### TASK GOAL
Filter the listing and keep only the lines with the word "cancelled".

### TASK DATA
Content starts

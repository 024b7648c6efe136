// Copyright 2025 the Understory Authors
// SPDX-License-Identifier: Apache-2.0 OR MIT

//! The disclosure state machine.
//!
//! ## States
//!
//! ```text
//!            enter / focus               timer (token matches, measured)
//!   Hidden ────────────────▶ Pending ─────────────────────────────────▶ Visible
//!     ▲                         │                                          │
//!     │   leave / blur / escape │  (token invalidated)                     │
//!     ├─────────────────────────┘                                          │
//!     │   leave / blur / escape / unmount (immediate)                      │
//!     └────────────────────────────────────────────────────────────────────┘
//! ```
//!
//! - Showing is delayed; hiding never is.
//! - Enter/focus while `Pending` or `Visible` does nothing: the running timer
//!   is neither reset nor duplicated.
//! - Leave followed by enter before the timer fires starts a fresh timer; the
//!   old token is dead.
//! - A timer whose measurement fails (the trigger left the layout tree) is an
//!   implicit cancellation.
//!
//! ## Threading
//!
//! Everything runs on the host's event loop. Timers are deferred callbacks
//! delivered through [`DisclosureController::handle_timer`], not threads.
//!
//! ## Focus moving into the overlay
//!
//! `FocusLost` always hides, including when focus moves into the overlay
//! itself. Overlays with focusable content need the host to suppress that
//! `FocusLost`.

use alloc::vec::Vec;

use kurbo::Rect;
use understory_placement::OverlayCoordinate;

use crate::config::{ConfigError, DisclosureConfig, Triggers};
use crate::host::OverlayHost;
use crate::timer::{Scheduler, TimerQueue, TimerToken};

/// Visibility state of one trigger–overlay pair.
#[derive(Copy, Clone, Debug, Default, PartialEq, Eq, Hash)]
pub enum DisclosureState {
    /// Nothing is shown and nothing is scheduled.
    #[default]
    Hidden,
    /// A show timer is outstanding.
    Pending,
    /// The overlay is on screen.
    Visible,
}

/// An input delivered by the host for the trigger element.
#[derive(Copy, Clone, Debug, PartialEq, Eq, Hash)]
pub enum TriggerEvent {
    /// Pointer moved onto the trigger.
    PointerEnter,
    /// Pointer moved off the trigger.
    PointerLeave,
    /// Trigger received focus.
    FocusGained,
    /// Trigger lost focus.
    FocusLost,
    /// Escape key pressed.
    Escape,
    /// Trigger removed from the render tree.
    Unmount,
}

impl TriggerEvent {
    fn is_open_request(self) -> bool {
        matches!(self, Self::PointerEnter | Self::FocusGained)
    }

    /// Input family gating this event; `None` for events that are always honored.
    fn family(self) -> Option<Triggers> {
        match self {
            Self::PointerEnter | Self::PointerLeave => Some(Triggers::HOVER),
            Self::FocusGained | Self::FocusLost => Some(Triggers::FOCUS),
            Self::Escape | Self::Unmount => None,
        }
    }
}

/// A state change produced by the controller.
#[derive(Copy, Clone, Debug, PartialEq, Eq, Hash)]
pub struct Transition {
    /// State before the change.
    pub from: DisclosureState,
    /// State after the change.
    pub to: DisclosureState,
}

/// Reads the trigger's current bounding rectangle.
///
/// Called only at the moment the overlay is about to become visible, so it
/// must reflect live layout rather than a cached value. Returns `None` when
/// the trigger is no longer laid out.
pub trait Measure {
    /// Measure the trigger now.
    fn measure(&self) -> Option<Rect>;
}

impl<F: Fn() -> Option<Rect>> Measure for F {
    fn measure(&self) -> Option<Rect> {
        self()
    }
}

/// A trigger that never moves.
impl Measure for Rect {
    fn measure(&self) -> Option<Rect> {
        Some(*self)
    }
}

/// Show/hide timing for one trigger–overlay pair.
///
/// Owns the [`DisclosureState`], the generation counter that invalidates
/// stale timers, and the injected capabilities: a [`Scheduler`] for the show
/// delay, a [`Measure`] for the trigger's rectangle, and an [`OverlayHost`]
/// that receives render signals.
///
/// Dropping the controller tears it down (see [`teardown`](Self::teardown)).
///
/// ```
/// use understory_disclosure::{
///     CommandQueue, DisclosureConfig, DisclosureController, DisclosureState, TimerQueue,
///     TriggerEvent,
/// };
/// use understory_placement::anchor_rect;
///
/// let trigger = anchor_rect(100.0, 200.0, 50.0, 20.0);
/// let mut ctl = DisclosureController::new(
///     DisclosureConfig::default(),
///     TimerQueue::new(),
///     trigger,
///     CommandQueue::new(),
/// )
/// .unwrap();
///
/// ctl.handle_event(TriggerEvent::PointerEnter);
/// assert_eq!(ctl.state(), DisclosureState::Pending);
/// ctl.advance_to(100);
/// assert_eq!(ctl.state(), DisclosureState::Visible);
/// let c = ctl.last_coordinate().unwrap();
/// assert_eq!((c.top, c.left), (88.0, 225.0));
/// ```
pub struct DisclosureController<S: Scheduler, M: Measure, H: OverlayHost> {
    config: DisclosureConfig,
    state: DisclosureState,
    /// Bumped on every schedule and every cancellation.
    generation: u64,
    /// Token of the one timer the controller will honor.
    pending: Option<TimerToken>,
    last_coordinate: Option<OverlayCoordinate>,
    attached: bool,
    scheduler: S,
    measure: M,
    host: H,
}

impl<S: Scheduler, M: Measure, H: OverlayHost> core::fmt::Debug for DisclosureController<S, M, H> {
    fn fmt(&self, f: &mut core::fmt::Formatter<'_>) -> core::fmt::Result {
        f.debug_struct("DisclosureController")
            .field("config", &self.config)
            .field("state", &self.state)
            .field("generation", &self.generation)
            .field("pending", &self.pending)
            .field("attached", &self.attached)
            .finish_non_exhaustive()
    }
}

impl<S: Scheduler, M: Measure, H: OverlayHost> DisclosureController<S, M, H> {
    /// Create a controller in the `Hidden` state.
    ///
    /// Fails if `config` does not [validate](DisclosureConfig::validate).
    pub fn new(
        config: DisclosureConfig,
        scheduler: S,
        measure: M,
        host: H,
    ) -> Result<Self, ConfigError> {
        config.validate()?;
        Ok(Self {
            config,
            state: DisclosureState::Hidden,
            generation: 0,
            pending: None,
            last_coordinate: None,
            attached: true,
            scheduler,
            measure,
            host,
        })
    }

    /// Current state.
    pub fn state(&self) -> DisclosureState {
        self.state
    }

    /// True while the overlay is visible.
    pub fn is_open(&self) -> bool {
        self.state == DisclosureState::Visible
    }

    /// False once the controller has been torn down.
    pub fn is_attached(&self) -> bool {
        self.attached
    }

    /// The configuration supplied at construction.
    pub fn config(&self) -> &DisclosureConfig {
        &self.config
    }

    /// Token of the outstanding show timer, if any.
    pub fn pending_token(&self) -> Option<TimerToken> {
        self.pending
    }

    /// Coordinate of the current show cycle, if visible.
    pub fn last_coordinate(&self) -> Option<OverlayCoordinate> {
        self.last_coordinate
    }

    /// The scheduler.
    pub fn scheduler(&self) -> &S {
        &self.scheduler
    }

    /// Mutable access to the scheduler.
    pub fn scheduler_mut(&mut self) -> &mut S {
        &mut self.scheduler
    }

    /// The overlay host.
    pub fn host(&self) -> &H {
        &self.host
    }

    /// Mutable access to the overlay host.
    pub fn host_mut(&mut self) -> &mut H {
        &mut self.host
    }

    /// Process one input event.
    ///
    /// Returns the resulting transition, or `None` if the event was a no-op.
    pub fn handle_event(&mut self, event: TriggerEvent) -> Option<Transition> {
        if !self.attached {
            tracing::trace!(?event, "event after teardown ignored");
            return None;
        }
        if event == TriggerEvent::Unmount {
            return self.teardown();
        }
        if let Some(family) = event.family() {
            if !self.config.triggers.contains(family) {
                tracing::trace!(?event, "trigger family not enabled");
                return None;
            }
        }

        match (self.state, event.is_open_request()) {
            (DisclosureState::Hidden, true) => {
                if self.config.disabled {
                    tracing::trace!(?event, "disabled; not scheduling");
                    return None;
                }
                self.schedule_show();
                self.set_state(DisclosureState::Pending)
            }
            (DisclosureState::Pending | DisclosureState::Visible, true) => {
                tracing::trace!(?event, state = ?self.state, "already opening or open");
                None
            }
            (DisclosureState::Hidden, false) => None,
            (DisclosureState::Pending | DisclosureState::Visible, false) => self.dismiss(),
        }
    }

    /// Deliver an elapsed show timer.
    ///
    /// The token is checked before anything is mutated; a token that was
    /// cancelled or superseded is ignored.
    pub fn handle_timer(&mut self, token: TimerToken) -> Option<Transition> {
        if !self.attached
            || self.state != DisclosureState::Pending
            || self.pending != Some(token)
        {
            tracing::trace!(
                token = token.generation(),
                current = self.generation,
                "stale timer ignored"
            );
            return None;
        }
        self.pending = None;
        self.reveal()
    }

    /// Show immediately, skipping the delay.
    ///
    /// Still honors `disabled`, and still measures the trigger now.
    pub fn open(&mut self) -> Option<Transition> {
        if !self.attached || self.config.disabled || self.state == DisclosureState::Visible {
            return None;
        }
        self.cancel_pending();
        self.reveal()
    }

    /// Hide immediately and cancel any pending show.
    pub fn close(&mut self) -> Option<Transition> {
        if !self.attached {
            return None;
        }
        self.dismiss()
    }

    /// Change the disabled flag. Disabling closes the overlay.
    pub fn set_disabled(&mut self, disabled: bool) -> Option<Transition> {
        self.config.disabled = disabled;
        if disabled { self.close() } else { None }
    }

    /// Cancel any outstanding timer, hide the overlay, and detach.
    ///
    /// After teardown every event and timer is a no-op. Calling this more
    /// than once is harmless. Runs automatically on drop and on
    /// [`TriggerEvent::Unmount`].
    pub fn teardown(&mut self) -> Option<Transition> {
        if !self.attached {
            return None;
        }
        let transition = self.dismiss();
        self.attached = false;
        tracing::debug!("disclosure torn down");
        transition
    }

    fn schedule_show(&mut self) {
        self.cancel_pending();
        self.generation = self.generation.wrapping_add(1);
        let token = TimerToken(self.generation);
        self.pending = Some(token);
        self.scheduler.schedule(self.config.delay_ms, token);
        tracing::trace!(
            token = token.generation(),
            delay_ms = self.config.delay_ms,
            "show scheduled"
        );
    }

    fn cancel_pending(&mut self) {
        if let Some(token) = self.pending.take() {
            self.scheduler.cancel(token);
            tracing::trace!(token = token.generation(), "show cancelled");
        }
        self.generation = self.generation.wrapping_add(1);
    }

    /// Measure, place, and show; an unmeasurable trigger cancels the show.
    fn reveal(&mut self) -> Option<Transition> {
        let Some(anchor) = self.measure.measure() else {
            tracing::debug!("trigger could not be measured; cancelling show");
            return self.set_state(DisclosureState::Hidden);
        };
        let coordinate = self.config.placer().place(anchor);
        self.last_coordinate = Some(coordinate);
        self.host.show(&coordinate, self.config.show_arrow);
        let transition = self.set_state(DisclosureState::Visible);
        self.host.open_changed(true);
        transition
    }

    fn dismiss(&mut self) -> Option<Transition> {
        self.cancel_pending();
        let was_visible = self.state == DisclosureState::Visible;
        if was_visible {
            self.host.hide();
        }
        self.last_coordinate = None;
        let transition = self.set_state(DisclosureState::Hidden);
        if was_visible {
            self.host.open_changed(false);
        }
        transition
    }

    fn set_state(&mut self, to: DisclosureState) -> Option<Transition> {
        let from = self.state;
        if from == to {
            return None;
        }
        self.state = to;
        tracing::debug!(?from, ?to, "disclosure transition");
        Some(Transition { from, to })
    }
}

impl<M: Measure, H: OverlayHost> DisclosureController<TimerQueue, M, H> {
    /// Advance the owned [`TimerQueue`] to `now` and deliver every due timer.
    ///
    /// Returns the transitions that resulted, in order.
    pub fn advance_to(&mut self, now: u64) -> Vec<Transition> {
        let due = self.scheduler.advance_to(now);
        due.into_iter()
            .filter_map(|token| self.handle_timer(token))
            .collect()
    }
}

impl<S: Scheduler, M: Measure, H: OverlayHost> Drop for DisclosureController<S, M, H> {
    fn drop(&mut self) {
        let _ = self.teardown();
    }
}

Content ends

### THE ANSWER
    /// cancelled or superseded is ignored.
            tracing::trace!(token = token.generation(), "show cancelled");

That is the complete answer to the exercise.